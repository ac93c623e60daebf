//! weatherwise CLI
//!
//! Runs one pipeline operation for a city and prints the result as JSON.

#![allow(clippy::print_stdout, clippy::print_stderr)]

use std::path::PathBuf;
use std::process::ExitCode;

use anyhow::{Context, Result};
use clap::{Parser, Subcommand};
use serde::Serialize;
use tracing_subscriber::EnvFilter;
use weatherwise::{WeatherService, WeatherwiseConfig, WeatherwiseError};

#[derive(Parser)]
#[command(name = "weatherwise")]
#[command(author, version, about = "City weather history, forecasts and alerts", long_about = None)]
struct Cli {
    /// Configuration file (default: weatherwise.toml)
    #[arg(short, long, global = true)]
    config: Option<PathBuf>,

    /// Verbosity level
    #[arg(short, long, global = true, action = clap::ArgAction::Count)]
    verbose: u8,

    #[command(subcommand)]
    command: Commands,
}

#[derive(Subcommand)]
enum Commands {
    /// Recent daily observations
    History {
        /// City name, optionally followed by a province ("南阳,河南")
        #[arg(default_value = "")]
        city: String,

        #[arg(short, long, default_value_t = 30)]
        days: usize,
    },

    /// Daily forecast
    Forecast {
        #[arg(default_value = "")]
        city: String,

        #[arg(short, long, default_value_t = 7)]
        days: usize,
    },

    /// Risk assessment for each forecast day
    Alerts {
        #[arg(default_value = "")]
        city: String,

        #[arg(short, long, default_value_t = 7)]
        days: usize,
    },

    /// Forecast days that are high risk or extreme
    Summary {
        #[arg(default_value = "")]
        city: String,

        #[arg(short, long, default_value_t = 7)]
        days: usize,
    },

    /// Clothing suggestions for the next day
    Recommend {
        #[arg(default_value = "")]
        city: String,

        #[arg(short, long, default_value_t = 1)]
        days: usize,
    },

    /// Drop cached history and fetch it again
    Refresh {
        #[arg(default_value = "")]
        city: String,
    },

    /// Resolved coordinate and nearest named place
    Locate {
        /// City name; located from the public IP address when omitted
        #[arg(default_value = "")]
        city: String,
    },
}

/// Log filter override from verbosity count
const fn log_filter_from_verbosity(verbose: u8) -> Option<&'static str> {
    match verbose {
        0 => None,
        1 => Some("debug"),
        _ => Some("trace"),
    }
}

fn init_tracing(config: &WeatherwiseConfig, verbose: u8) {
    let level = log_filter_from_verbosity(verbose).unwrap_or(config.logging.level.as_str());
    let filter = EnvFilter::try_from_default_env().unwrap_or_else(|_| EnvFilter::new(level));
    let builder = tracing_subscriber::fmt()
        .with_env_filter(filter)
        .with_writer(std::io::stderr);
    if config.logging.format == "json" {
        builder.json().init();
    } else {
        builder.pretty().init();
    }
}

fn print_json<T: Serialize>(value: &T) -> Result<()> {
    let json = serde_json::to_string_pretty(value).context("Failed to serialize response")?;
    println!("{json}");
    Ok(())
}

/// One-line report, led by the friendly message of the underlying library error
fn describe_error(error: &anyhow::Error) -> String {
    match error
        .chain()
        .find_map(|cause| cause.downcast_ref::<WeatherwiseError>())
    {
        Some(cause) => format!("{} ({error:#})", cause.user_message()),
        None => format!("{error:#}"),
    }
}

#[tokio::main]
async fn main() -> ExitCode {
    match run(Cli::parse()).await {
        Ok(()) => ExitCode::SUCCESS,
        Err(e) => {
            eprintln!("Error: {}", describe_error(&e));
            ExitCode::FAILURE
        }
    }
}

async fn run(cli: Cli) -> Result<()> {
    let config = WeatherwiseConfig::load_from_path(cli.config.clone())
        .context("Failed to load configuration")?;
    init_tracing(&config, cli.verbose);

    let service = WeatherService::new(&config).context("Failed to create weather service")?;
    let default_city = config.data.default_city.clone();
    let city = |name: String| if name.trim().is_empty() { default_city.clone() } else { name };

    match cli.command {
        Commands::History { city: name, days } => {
            print_json(&service.history(&city(name), days).await?)?;
        }
        Commands::Forecast { city: name, days } => {
            print_json(&service.forecast(&city(name), days).await?)?;
        }
        Commands::Alerts { city: name, days } => {
            print_json(&service.alerts(&city(name), days).await?)?;
        }
        Commands::Summary { city: name, days } => {
            print_json(&service.alerts_summary(&city(name), days).await?)?;
        }
        Commands::Recommend { city: name, days } => {
            print_json(&service.recommend(&city(name), days).await?)?;
        }
        Commands::Refresh { city: name } => {
            print_json(&service.refresh(&city(name)).await)?;
        }
        Commands::Locate { city: name } => {
            print_json(&service.locate(&name).await)?;
        }
    }

    Ok(())
}

#[cfg(test)]
mod tests {
    use super::*;
    use clap::CommandFactory;

    #[test]
    fn test_cli_definition_is_valid() {
        Cli::command().debug_assert();
    }

    #[test]
    fn test_parses_subcommand_arguments() {
        let cli = Cli::parse_from(["weatherwise", "-vv", "forecast", "上海", "--days", "10"]);
        assert_eq!(cli.verbose, 2);
        assert!(matches!(cli.command, Commands::Forecast { ref city, days: 10 } if city == "上海"));
    }

    #[test]
    fn test_error_report_uses_friendly_message() {
        let error = anyhow::Error::from(WeatherwiseError::validation("days must be between 1 and 14"))
            .context("Forecast failed");
        let report = describe_error(&error);
        assert!(report.starts_with("Invalid input: days must be between 1 and 14"));
        assert!(report.contains("Forecast failed"));

        let plain = anyhow::anyhow!("no such file");
        assert_eq!(describe_error(&plain), "no such file");
    }

    #[test]
    fn test_verbosity_filter() {
        assert_eq!(log_filter_from_verbosity(0), None);
        assert_eq!(log_filter_from_verbosity(1), Some("debug"));
        assert_eq!(log_filter_from_verbosity(5), Some("trace"));
    }
}
//! Geographic coordinate model

use haversine::{Location as HaversineLocation, Units, distance};
use serde::{Deserialize, Serialize};

/// Resolved coordinates of a city
#[derive(Debug, Serialize, Deserialize, Clone, Copy, PartialEq)]
pub struct Coordinate {
    /// Latitude in decimal degrees
    pub latitude: f64,
    /// Longitude in decimal degrees
    pub longitude: f64,
}

impl Coordinate {
    #[must_use]
    pub const fn new(latitude: f64, longitude: f64) -> Self {
        Self {
            latitude,
            longitude,
        }
    }

    /// Great-circle distance in kilometres
    #[must_use]
    pub fn distance_km(&self, other: &Coordinate) -> f64 {
        let from = HaversineLocation {
            latitude: self.latitude,
            longitude: self.longitude,
        };
        let to = HaversineLocation {
            latitude: other.latitude,
            longitude: other.longitude,
        };
        distance(from, to, Units::Kilometers)
    }

    /// Latitude and longitude lie within their geographic ranges
    #[must_use]
    pub fn is_valid(&self) -> bool {
        (-90.0..=90.0).contains(&self.latitude) && (-180.0..=180.0).contains(&self.longitude)
    }
}

#[cfg(test)]
mod tests {
    use super::*;

    #[test]
    fn test_distance_beijing_tianjin() {
        let beijing = Coordinate::new(39.9042, 116.4074);
        let tianjin = Coordinate::new(39.3434, 117.3616);
        let km = beijing.distance_km(&tianjin);
        assert!((100.0..120.0).contains(&km), "got {km}");
    }

    #[test]
    fn test_validity() {
        assert!(Coordinate::new(30.0, 120.0).is_valid());
        assert!(!Coordinate::new(91.0, 0.0).is_valid());
        assert!(!Coordinate::new(0.0, -181.0).is_valid());
    }
}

▸ **Exercise goal**
How many lines in the material contain the string "None"? Give the number alone.

▸ **Exercise answer**
4